PROBLEM STATEMENT ▸
Work out how many lines of the data hold the string "else", and reply with that number alone.

STUDY MATERIAL ▸
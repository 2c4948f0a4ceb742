//! Resolution of a single field.
//!
//! [`resolve`] runs the middleware chain of a [`Field`] against a parent value and returns the
//! outcome. Fields that reach execution without middleware get their fallback resolver bound on
//! the fly, using the same precedence as the schema builder: the custom default resolver of the
//! schema, then the system default resolver.

mod chain;

use std::borrow::Cow;

use field_registry::{
    default_middleware, Arguments, ExecutionInfo, Field, Middleware, Outcome, ResolutionError, ResolverContext,
    ResponsePath,
};
use serde_json::Value;
use tracing::Instrument;

pub use chain::run_chain;

/// Resolves `field` for `parent`.
///
/// User resolver errors and timeouts are returned as [`ResolutionError`], a
/// [`Outcome::Failure`] is a successful resolution carrying a field error.
///
/// Without a configured resolution timeout any executor can drive the returned future. With one,
/// it must be polled on a Tokio runtime with the time driver enabled. Outside of any Tokio runtime
/// [`ResolutionError::NoRuntime`] is returned.
pub async fn resolve(
    field: &Field,
    arguments: &Arguments,
    parent: &Value,
    info: &ExecutionInfo,
) -> Result<Outcome, ResolutionError> {
    let span = tracing::info_span!("resolve_field", field = field.name.as_str(), path = %info.path());

    async {
        let middleware = effective_middleware(field, info);
        let chain = run_chain(
            &middleware,
            ResolverContext {
                arguments,
                parent,
                info,
            },
        );

        let Some(timeout) = info.settings().resolution_timeout() else {
            return chain.await;
        };

        if tokio::runtime::Handle::try_current().is_err() {
            tracing::warn!(?timeout, "no Tokio runtime to enforce the resolution timeout");

            return Err(ResolutionError::NoRuntime {
                path: error_path(field, info),
                timeout,
            });
        }

        match tokio::time::timeout(timeout, chain).await {
            Ok(result) => result,
            Err(_) => {
                tracing::warn!(?timeout, "field resolution timed out");

                Err(ResolutionError::TimedOut {
                    path: error_path(field, info),
                    timeout,
                })
            }
        }
    }
    .instrument(span)
    .await
}

/// The chain to run. The field itself is never modified, a missing resolver is bound on a copy.
fn effective_middleware<'a>(field: &'a Field, info: &ExecutionInfo) -> Cow<'a, [Middleware]> {
    if !field.middleware.is_empty() {
        return Cow::Borrowed(&field.middleware);
    }

    tracing::debug!(
        field = field.identifier.as_str(),
        "binding default resolver at execution time"
    );

    Cow::Owned(vec![default_middleware(
        &field.identifier,
        info.custom_default_resolver(),
    )])
}

fn error_path(field: &Field, info: &ExecutionInfo) -> ResponsePath {
    if info.path().segments().is_empty() {
        ResponsePath::from_iter([field.name.as_str()])
    } else {
        info.path().clone()
    }
}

RESPONSE TO THIS TASK ▸
2